*** Opening of Working data ***
//! eMI3-compliant and bare unique identifier generation

use crate::domain::identifiers::{CountryCode, Emi3Id, PartyId, Segment, TypeId, UniqueToken};
use crate::domain::token_source::{ObjectIdSource, UniqueTokenSource};
use crate::error::InvalidArgument;
use crate::infrastructure::log_messages::identifiers as log;
use tracing::{debug, trace};

/// Generates identifiers from a shared [`UniqueTokenSource`].
///
/// Stateless per call; every call draws exactly one token from the source.
#[derive(Debug, Clone)]
pub struct IdentifierGenerator<S = &'static ObjectIdSource> {
    source: S,
}

impl IdentifierGenerator {
    /// Generator backed by the process-wide [`ObjectIdSource`]
    pub fn process_wide() -> Self {
        Self::with_source(ObjectIdSource::shared())
    }
}

impl Default for IdentifierGenerator {
    fn default() -> Self {
        Self::process_wide()
    }
}

impl<S: UniqueTokenSource> IdentifierGenerator<S> {
    pub fn with_source(source: S) -> Self {
        Self { source }
    }

    /// Builds `<country_code>*<party_id>*[<type_id>*]<SUFFIX>` from raw strings.
    ///
    /// The country code is checked before the party id, and only the first
    /// failure is reported. An empty `type_id` is treated as absent.
    pub fn generate_compliant_identifier(
        &self,
        country_code: &str,
        party_id: &str,
        type_id: Option<&str>,
    ) -> Result<Emi3Id, InvalidArgument> {
        let (country_code, party_id, type_id) =
            match validate_segments(country_code, party_id, type_id) {
                Ok(segments) => segments,
                Err(reason) => {
                    debug!(%reason, "{}", log::REJECTED);
                    return Err(reason);
                }
            };

        Ok(self.compliant_identifier(&country_code, &party_id, type_id.as_ref()))
    }

    /// Typed form of [`Self::generate_compliant_identifier`]; cannot fail
    pub fn compliant_identifier(
        &self,
        country_code: &CountryCode,
        party_id: &PartyId,
        type_id: Option<&TypeId>,
    ) -> Emi3Id {
        let id = Emi3Id::new(
            country_code.clone(),
            party_id.clone(),
            type_id.cloned(),
            self.source.next_token(),
        );
        trace!(%id, "{}", log::GENERATED_COMPLIANT);
        id
    }

    /// A bare suffix with no prefix segments
    pub fn generate_unique_identifier(&self) -> UniqueToken {
        let token = self.source.next_token();
        trace!(%token, "{}", log::GENERATED_UNIQUE);
        token
    }
}

fn validate_segments(
    country_code: &str,
    party_id: &str,
    type_id: Option<&str>,
) -> Result<(CountryCode, PartyId, Option<TypeId>), InvalidArgument> {
    if country_code.is_empty() {
        return Err(InvalidArgument::MissingCountryCode);
    }
    let country_code = CountryCode::try_new(country_code.to_string()).map_err(|_| {
        InvalidArgument::SeparatorInSegment {
            segment: Segment::CountryCode,
        }
    })?;

    if party_id.is_empty() {
        return Err(InvalidArgument::MissingPartyId);
    }
    let party_id = PartyId::try_new(party_id.to_string()).map_err(|_| {
        InvalidArgument::SeparatorInSegment {
            segment: Segment::PartyId,
        }
    })?;

    let type_id = type_id
        .filter(|t| !t.is_empty())
        .map(|t| {
            TypeId::try_new(t.to_string()).map_err(|_| InvalidArgument::SeparatorInSegment {
                segment: Segment::TypeId,
            })
        })
        .transpose()?;

    Ok((country_code, party_id, type_id))
}

/// [`IdentifierGenerator::generate_compliant_identifier`] over the process-wide source, as a string
pub fn generate_emi3_compliant_id(
    country_code: &str,
    party_id: &str,
    type_id: Option<&str>,
) -> Result<String, InvalidArgument> {
    IdentifierGenerator::process_wide()
        .generate_compliant_identifier(country_code, party_id, type_id)
        .map(String::from)
}

/// [`IdentifierGenerator::generate_unique_identifier`] over the process-wide source, as a string
pub fn generate_unique_id() -> String {
    IdentifierGenerator::process_wide()
        .generate_unique_identifier()
        .into_inner()
}
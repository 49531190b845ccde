//! Validation constants for domain types
//!
//! This module centralizes the separator and token widths used by the
//! identifier types.

/// eMI3 identifier layout
pub mod emi3 {
    /// Literal separator between identifier segments
    pub const SEPARATOR: char = '*';

    /// Type id used for EVSE identifiers
    pub const EVSE_TYPE_ID: &str = "E";
}

/// Unique token (identifier suffix) shape
pub mod unique_token {
    /// Raw token width in bytes
    pub const BYTE_LENGTH: usize = 12;

    /// Rendered token width in hex characters
    pub const HEX_LENGTH: usize = BYTE_LENGTH * 2;

    /// Width of the per-process random discriminator
    pub const PROCESS_UNIQUE_LENGTH: usize = 5;

    /// Mask applied to the wrapping 24-bit counter
    pub const COUNTER_MASK: u32 = 0x00FF_FFFF;
}
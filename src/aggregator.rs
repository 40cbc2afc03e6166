//! Temperature aggregation across the configured senseBoxes.
//!
//! One invocation per incoming `/temperature` request, no state carried
//! between invocations. The cutoff is computed once per cycle, the boxes
//! are fetched concurrently, and every per-box failure is absorbed here —
//! a failing box shrinks the pool of contributors but never surfaces as an
//! error to the caller.

use std::time::Duration;

use chrono::{DateTime, Utc};
use futures::future::join_all;

use crate::analysis::average::{mean, round_to_tenth};
use crate::analysis::freshness::{freshness_cutoff, is_fresh, parse_created_at};
use crate::config::Config;
use crate::ingest::opensensemap::{fetch_box, first_matching_sensor};
use crate::model::{BoxReading, OsmError};

// ---------------------------------------------------------------------------
// Aggregator
// ---------------------------------------------------------------------------

/// Computes the average fresh temperature across the configured boxes.
pub struct Aggregator {
    config: Config,
    client: reqwest::Client,
}

impl Aggregator {
    /// Build an aggregator from resolved configuration.
    ///
    /// The HTTP client carries the per-fetch timeout, so a hung box cannot
    /// stall its fetch task for longer than `fetch_timeout_secs`.
    pub fn new(config: Config) -> Result<Self, reqwest::Error> {
        let client = reqwest::Client::builder()
            .timeout(Duration::from_secs(config.fetch_timeout_secs))
            .build()?;
        Ok(Self { config, client })
    }

    /// Average of all fresh temperature readings, rounded to one decimal
    /// place. `None` means no box contributed a fresh measurement — the
    /// only "no data" outcome this operation has.
    pub async fn average_temperature(&self) -> Option<f64> {
        self.average_temperature_at(Utc::now()).await
    }

    /// Clock-injected core of [`Self::average_temperature`].
    ///
    /// `now` fixes the freshness cutoff for the whole cycle before any box
    /// is fetched, so every box is judged against the same instant rather
    /// than against whenever its fetch happened to complete.
    pub async fn average_temperature_at(&self, now: DateTime<Utc>) -> Option<f64> {
        let cutoff = freshness_cutoff(now, self.config.freshness_window_secs);

        // Independent fetch tasks, one per box, joined before the fold.
        // No shared accumulator: each task returns its own outcome.
        let outcomes = join_all(
            self.config
                .box_ids
                .iter()
                .map(|box_id| self.read_box(box_id, cutoff)),
        )
        .await;

        let mut fresh_values = Vec::new();
        for (box_id, outcome) in self.config.box_ids.iter().zip(outcomes) {
            match outcome {
                Ok(Some(reading)) => {
                    tracing::debug!(
                        box_id = %reading.box_id,
                        value_c = reading.value_c,
                        created_at = %reading.created_at,
                        "fresh reading"
                    );
                    fresh_values.push(reading.value_c);
                }
                Ok(None) => {
                    tracing::debug!(box_id = %box_id, "measurement older than cutoff, skipping");
                }
                Err(err) => log_box_failure(box_id, &err),
            }
        }

        mean(&fresh_values).map(round_to_tenth)
    }

    /// Fetch one box and reduce it to at most one fresh reading.
    ///
    /// `Ok(None)` means the box answered with a valid but stale
    /// measurement; every other shortfall is an [`OsmError`].
    async fn read_box(
        &self,
        box_id: &str,
        cutoff: DateTime<Utc>,
    ) -> Result<Option<BoxReading>, OsmError> {
        let response = fetch_box(&self.client, &self.config.base_url, box_id).await?;

        let sensor = first_matching_sensor(&response, &self.config.phenomenon).ok_or_else(|| {
            OsmError::PhenomenonNotFound {
                box_id: box_id.to_string(),
                phenomenon: self.config.phenomenon.clone(),
            }
        })?;

        let measurement = sensor
            .last_measurement
            .as_ref()
            .ok_or_else(|| OsmError::NoMeasurement(box_id.to_string()))?;

        let raw_value = measurement
            .value
            .as_ref()
            .ok_or_else(|| OsmError::NoMeasurement(box_id.to_string()))?;

        let raw_created_at = measurement
            .created_at
            .as_deref()
            .ok_or_else(|| OsmError::NoMeasurement(box_id.to_string()))?;

        let created_at =
            parse_created_at(raw_created_at).map_err(|_| OsmError::InvalidTimestamp {
                box_id: box_id.to_string(),
                raw: raw_created_at.to_string(),
            })?;

        if !is_fresh(created_at, cutoff) {
            return Ok(None);
        }

        let value_c = parse_value(raw_value).ok_or_else(|| OsmError::InvalidValue {
            box_id: box_id.to_string(),
            raw: raw_value.to_string(),
        })?;

        Ok(Some(BoxReading {
            box_id: box_id.to_string(),
            value_c,
            created_at,
        }))
    }
}

// ---------------------------------------------------------------------------
// Helpers
// ---------------------------------------------------------------------------

/// Normalize the API's value field, which is usually a decimal string but
/// occasionally a raw JSON number.
fn parse_value(value: &serde_json::Value) -> Option<f64> {
    match value {
        serde_json::Value::String(s) => s.trim().parse().ok(),
        serde_json::Value::Number(n) => n.as_f64(),
        _ => None,
    }
}

/// Log a per-box failure at a level matching its kind: transport and parse
/// problems are operational warnings, a box that merely has nothing to
/// offer for this phenomenon is routine.
fn log_box_failure(box_id: &str, err: &OsmError) {
    match err {
        OsmError::HttpError(_) | OsmError::RequestFailed(_) => {
            tracing::warn!(box_id = %box_id, error = %err, "senseBox fetch failed, excluded from this cycle");
        }
        OsmError::ParseError(_)
        | OsmError::InvalidTimestamp { .. }
        | OsmError::InvalidValue { .. } => {
            tracing::warn!(box_id = %box_id, error = %err, "discarding unusable measurement");
        }
        OsmError::PhenomenonNotFound { .. } | OsmError::NoMeasurement(_) => {
            tracing::debug!(box_id = %box_id, error = %err, "box contributed no measurement");
        }
    }
}

// ---------------------------------------------------------------------------
// Tests
// ---------------------------------------------------------------------------

#[cfg(test)]
mod tests {
    use super::*;
    use serde_json::json;

    #[test]
    fn test_parse_value_accepts_decimal_strings() {
        assert_eq!(parse_value(&json!("21.4")), Some(21.4));
        assert_eq!(parse_value(&json!("-3.0")), Some(-3.0));
        // Whitespace around the number is tolerated.
        assert_eq!(parse_value(&json!(" 18.6 ")), Some(18.6));
    }

    #[test]
    fn test_parse_value_accepts_json_numbers() {
        assert_eq!(parse_value(&json!(21.4)), Some(21.4));
        assert_eq!(parse_value(&json!(21)), Some(21.0));
    }

    #[test]
    fn test_parse_value_rejects_non_numeric_forms() {
        assert_eq!(parse_value(&json!("n/a")), None);
        assert_eq!(parse_value(&json!("")), None);
        assert_eq!(parse_value(&json!(true)), None);
        assert_eq!(parse_value(&json!(null)), None);
        assert_eq!(parse_value(&json!(["21.4"])), None);
    }
}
*** Close of Working data ***
What you need to do: Take the lines from the first line of the listing up to and including the line with "#[derive(Debug, Clone)]" and give them again exactly.

Solution for this problem:
//! eMI3-compliant and bare unique identifier generation

use crate::domain::identifiers::{CountryCode, Emi3Id, PartyId, Segment, TypeId, UniqueToken};
use crate::domain::token_source::{ObjectIdSource, UniqueTokenSource};
use crate::error::InvalidArgument;
use crate::infrastructure::log_messages::identifiers as log;
use tracing::{debug, trace};

/// Generates identifiers from a shared [`UniqueTokenSource`].
///
/// Stateless per call; every call draws exactly one token from the source.
#[derive(Debug, Clone)]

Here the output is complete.